New single-family development in Landis to be considered at Aug. 3 meeting

Published 6:20 pm Wednesday, July 15, 2020

By Natalie Anderson

LANDIS — The Landis Board of Aldermen on Monday voted to table consideration for a subdivision plot that would create a seven-lot single-family development at the intersection of West Laurel and North Zion streets, moving the discussion to the Aug. 3 regular meeting.

The town Planning Board on June 16 didn’t recommend the development, called “Laurel Garden,” due to concerns that the development wouldn’t have access to a publicly maintained street. West Laurel Street is currently an unopened street, which means it hasn’t been developed or accepted for town maintenance.

The item on the agenda at the Monday meeting was to consider the Planning Board’s recommendation, but the board received a request from the developer to move the discussion to the Aug. 3 meeting.

The area is currently zoned R-8 and isn’t within a designated watershed or flood zone area. Phase II post-construction stormwater rules would apply to the development, which requires the installation of stormwater “best management practices,” or BMPs, to treat the run-off and the responsibility of a home owners association to maintain the BMPs.

Wellspring Carolina Investment, LLC, proposed the plan for the subdivision, which it expects to range in size from 9,300 square-feet to 12,100 square-feet. Additionally, the proposed plan includes enlarging West Laurel Street from 35 feet to include a 50-foot right-of-way.

The town’s zoning ordinance requires all lots to have access to a publicly maintained street. Enlarging the street and meeting North Carolina Department of Transportation road standards could allow the town to accept the street and maintain it.

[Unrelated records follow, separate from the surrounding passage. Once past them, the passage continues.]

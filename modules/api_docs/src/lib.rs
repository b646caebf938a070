//! axum host for route-declared OpenAPI documents.
//!
//! [`ApiDocs`] owns the [`OpenApiDoc`], mounts every declared operation on an
//! axum [`Router`] (wrapping authenticated ones in the auth guard) and serves
//! the generated document with a documentation UI.

use std::net::SocketAddr;
use std::sync::Arc;
use std::time::Duration;

use apidoc::{
    ApiKeyLocation, AuthRequirement, DocError, HttpMethod, Info, MountedRoute, OAuthFlows, OpenApiDoc,
    RouteScope, RouteSink, SecurityScheme,
};
use arc_swap::ArcSwap;
use axum::{
    http::StatusCode,
    middleware::{from_fn, from_fn_with_state},
    routing::{get, MethodRouter},
    Router,
};
use dashmap::{mapref::entry::Entry, DashMap};
use parking_lot::{Mutex, RwLock};
use tokio_util::sync::CancellationToken;
use tower_http::{
    cors::CorsLayer,
    limit::RequestBodyLimitLayer,
    request_id::{PropagateRequestIdLayer, SetRequestIdLayer},
    timeout::TimeoutLayer,
};

pub mod assets;
pub mod auth;
mod config;
pub mod doc_cache;
pub mod error;
pub mod request_id;
mod web;

pub use auth::{
    AuthGuard, AuthProvider, AuthProviders, AuthValidator, Credentials, JwtVerifier, Principal,
};
pub use config::{normalize_base_path, ApiDocsConfig, MODULE_NAME};
pub use doc_cache::{CachedDoc, DocCache};
pub use error::AppError;

use web::DocsState;

pub struct ApiDocs {
    config: ArcSwap<ApiDocsConfig>,
    doc: Arc<RwLock<OpenApiDoc>>,
    cache: Arc<DocCache>,
    providers: AuthProviders,
    // Declared routes, before the docs endpoints and middleware are added.
    routes: Mutex<Router>,
    // (method, real path) -> handler id of the first mount
    mounted: DashMap<(HttpMethod, String), String>,
}

impl ApiDocs {
    pub fn new(config: ApiDocsConfig, info: Info) -> Self {
        Self::with_doc(config, OpenApiDoc::new(info))
    }

    /// Host for a prepared document, e.g. one built with
    /// [`OpenApiDoc::with_documented_base`].
    pub fn with_doc(config: ApiDocsConfig, doc: OpenApiDoc) -> Self {
        Self {
            config: ArcSwap::from_pointee(config),
            doc: Arc::new(RwLock::new(doc)),
            cache: Arc::new(DocCache::new()),
            providers: Arc::new(DashMap::new()),
            routes: Mutex::new(Router::new()),
            mounted: DashMap::new(),
        }
    }

    pub fn config(&self) -> Arc<ApiDocsConfig> {
        self.config.load_full()
    }

    /// Edit document-level settings (info, servers, tags, global security).
    pub fn configure_doc<R>(&self, f: impl FnOnce(&mut OpenApiDoc) -> R) -> R {
        f(&mut *self.doc.write())
    }

    /// Register `scheme` in the document and its validator with the auth layer.
    ///
    /// Registering an identical scheme again is a no-op and keeps the first
    /// validator.
    pub fn register_auth(
        &self,
        scheme: SecurityScheme,
        validator: impl AuthValidator,
    ) -> Result<Arc<SecurityScheme>, DocError> {
        self.install_provider(scheme, |scheme| AuthProvider::new(scheme, validator))
    }

    fn install_provider(
        &self,
        scheme: SecurityScheme,
        provider: impl FnOnce(Arc<SecurityScheme>) -> AuthProvider,
    ) -> Result<Arc<SecurityScheme>, DocError> {
        let scheme = self.doc.write().register_scheme(scheme)?;
        match self.providers.entry(scheme.name.clone()) {
            Entry::Occupied(_) => {
                tracing::debug!(scheme = %scheme.name, "Auth provider already registered");
            }
            Entry::Vacant(slot) => {
                tracing::debug!(scheme = %scheme.name, variant = %scheme.variant(), "Registered auth provider");
                slot.insert(Arc::new(provider(Arc::clone(&scheme))));
            }
        }
        Ok(scheme)
    }

    pub fn api_key(
        &self,
        name: &str,
        location: ApiKeyLocation,
        validator: impl AuthValidator,
    ) -> Result<Arc<SecurityScheme>, DocError> {
        self.register_auth(SecurityScheme::api_key(name, location), validator)
    }

    pub fn basic_auth(
        &self,
        name: &str,
        validator: impl AuthValidator,
    ) -> Result<Arc<SecurityScheme>, DocError> {
        self.register_auth(SecurityScheme::basic(name), validator)
    }

    pub fn bearer_auth(
        &self,
        name: &str,
        validator: impl AuthValidator,
    ) -> Result<Arc<SecurityScheme>, DocError> {
        self.register_auth(SecurityScheme::bearer(name), validator)
    }

    /// Bearer scheme documented with `bearerFormat: JWT`.
    ///
    /// Tokens failing `verifier` (bad signature, expired, malformed) are
    /// rejected with 401; `validator` sees [`Credentials::Jwt`] with the
    /// decoded claims.
    pub fn jwt_auth(
        &self,
        name: &str,
        verifier: JwtVerifier,
        validator: impl AuthValidator,
    ) -> Result<Arc<SecurityScheme>, DocError> {
        self.install_provider(SecurityScheme::jwt(name), |scheme| {
            AuthProvider::jwt(scheme, verifier, validator)
        })
    }

    pub fn oauth2(
        &self,
        name: &str,
        flows: OAuthFlows,
        validator: impl AuthValidator,
    ) -> Result<Arc<SecurityScheme>, DocError> {
        self.register_auth(SecurityScheme::oauth2(name, flows)?, validator)
    }

    /// Declare routes from the document root.
    ///
    /// Each declared operation is documented and mounted in one step. A second
    /// mount of the same `(method, real path)` is logged and skipped.
    pub fn routes(&self, declare: impl FnOnce(&mut RouteScope<'_, AxumSink<'_>>)) {
        let mut doc = self.doc.write();
        let mut routes = self.routes.lock();
        let mut sink = AxumSink {
            router: std::mem::take(&mut *routes),
            providers: &self.providers,
            mounted: &self.mounted,
        };
        {
            let mut scope = doc.scope(&mut sink);
            declare(&mut scope);
        }
        *routes = sink.router;
    }

    /// Serialized document, rebuilt only if it changed since the last call.
    pub fn openapi_json(&self) -> Result<Arc<CachedDoc>, DocError> {
        self.cache.get_or_build(&self.doc)
    }

    /// Full application router: declared routes, `/health`, the docs
    /// endpoints and the middleware stack.
    pub fn router(&self) -> Router {
        let cfg = self.config();
        let mut router = Router::new()
            .route("/health", get(web::health_check))
            .merge(self.routes.lock().clone());

        if cfg.enable_docs {
            let mut docs = web::docs_router(DocsState {
                doc: Arc::clone(&self.doc),
                cache: Arc::clone(&self.cache),
                base_path: cfg.base_path.clone(),
                docs_dir: cfg.docs_dir.clone(),
            });
            if let Some(schemes) = cfg.docs_auth.as_ref().filter(|s| !s.is_empty()) {
                docs = docs.route_layer(from_fn_with_state(
                    AuthGuard {
                        providers: Arc::clone(&self.providers),
                        requirement: Arc::new(AuthRequirement::new(schemes.iter().cloned())),
                    },
                    auth::auth_guard,
                ));
            }
            router = router.merge(docs);
        }

        // Outermost first: SetRequestId -> PropagateRequestId -> Trace ->
        // push_req_id_to_extensions -> Timeout -> CORS -> BodyLimit.
        router = router.layer(RequestBodyLimitLayer::new(cfg.body_limit_bytes));
        if cfg.cors_enabled {
            router = router.layer(CorsLayer::permissive());
        }
        router = router.layer(TimeoutLayer::with_status_code(
            StatusCode::REQUEST_TIMEOUT,
            Duration::from_secs(cfg.request_timeout_secs),
        ));
        router = router.layer(from_fn(request_id::push_req_id_to_extensions));
        router = router.layer(request_id::create_trace_layer());

        let x_request_id = request_id::header();
        router = router.layer(PropagateRequestIdLayer::new(x_request_id.clone()));
        router.layer(SetRequestIdLayer::new(x_request_id, request_id::MakeReqId))
    }

    /// Bind `bind_addr` and serve until `cancel` fires.
    pub async fn serve(self: Arc<Self>, cancel: CancellationToken) -> anyhow::Result<()> {
        let cfg = self.config();
        let addr: SocketAddr = cfg
            .bind_addr
            .parse()
            .map_err(|e| anyhow::anyhow!("Invalid bind address '{}': {}", cfg.bind_addr, e))?;

        let listener = tokio::net::TcpListener::bind(addr).await?;
        tracing::info!("HTTP server bound on {}", addr);
        self.serve_with_listener(listener, cancel).await
    }

    pub async fn serve_with_listener(
        &self,
        listener: tokio::net::TcpListener,
        cancel: CancellationToken,
    ) -> anyhow::Result<()> {
        let router = self.router();
        let shutdown = async move {
            cancel.cancelled().await;
            tracing::info!("HTTP server shutting down gracefully (cancellation)");
        };

        axum::serve(listener, router)
            .with_graceful_shutdown(shutdown)
            .await
            .map_err(|e| anyhow::anyhow!(e))
    }
}

/// Mounts declared operations on an axum router.
///
/// The handler passed for a declaration should only answer the declared
/// method, e.g. `get(list_pets)` for a GET.
pub struct AxumSink<'a> {
    router: Router,
    providers: &'a AuthProviders,
    mounted: &'a DashMap<(HttpMethod, String), String>,
}

impl RouteSink for AxumSink<'_> {
    type Handler = MethodRouter;

    fn mount(&mut self, route: MountedRoute, handler: MethodRouter) {
        let path = if route.real_path.is_empty() {
            "/".to_string()
        } else {
            route.real_path
        };

        match self.mounted.entry((route.method, path.clone())) {
            Entry::Occupied(existing) => {
                tracing::error!(
                    method = %route.method,
                    path = %path,
                    handler_id = %route.handler_id,
                    first = %existing.get(),
                    "Duplicate (method, path) detected; ignoring subsequent registration"
                );
                return;
            }
            Entry::Vacant(slot) => {
                slot.insert(route.handler_id.clone());
            }
        }

        let handler = match route.auth {
            Some(requirement) => handler.route_layer(from_fn_with_state(
                AuthGuard {
                    providers: Arc::clone(self.providers),
                    requirement: Arc::new(requirement),
                },
                auth::auth_guard,
            )),
            None => handler,
        };

        tracing::debug!(
            handler_id = %route.handler_id,
            method = %route.method,
            path = %path,
            "Mounted route"
        );
        let router = std::mem::take(&mut self.router);
        self.router = router.route(&path, handler);
    }
}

The original subdivision was created in 1939, and the lot is considered a single parcel of land rather than multiple lots, according to Landis town attorney Rick Locklear. Locklear said it is his opinion, based on state statutes, that the parcel is considered abandoned, and no person or entity is able to enforce it as a public easement.

At the meeting, town aldermen also voted, per interim manager Leonard Barefoot’s request, to establish a public safety director position for the town, which would consolidate the police chief and fire chief positions. As Landis is currently without a police chief, and as fire chief Ron Miller desires to step aside, Barefoot said the timing is perfect for the new position. He also said that since both departments are involved in emergency services, “a single leader might improve moral and even comradery, which has always been important in emergency services.”

He added that a salary has not yet been established, but the salary would likely range between $70,000 to $80,000 based on grades 29 and 30 pay ranges. The board will finalize its approval for the position once the salary is established.

Also at the meeting:

  • Town aldermen voted to create a budget amendment that would reinstate and include a $25,000 police grant. The Landis Police Department was awarded the grant in 2019 to obtain equipment. The equipment has been ordered, but has not yet been received, according to Landis finance officer Diane Seaford.
    The grant overlaps the 2019-20 fiscal year budget and the 2020-21 fiscal year budget. However, since the equipment has not yet been received, the invoices were not paid, so it’s been added to the current fiscal year budget.
    The grant requires that the equipment be purchased and paid for by the end of September, and Seaford said the town doesn’t anticipate any issues meeting that deadline. Once the equipment is received, Seaford said the town will pay the invoices and submit them for reimbursement.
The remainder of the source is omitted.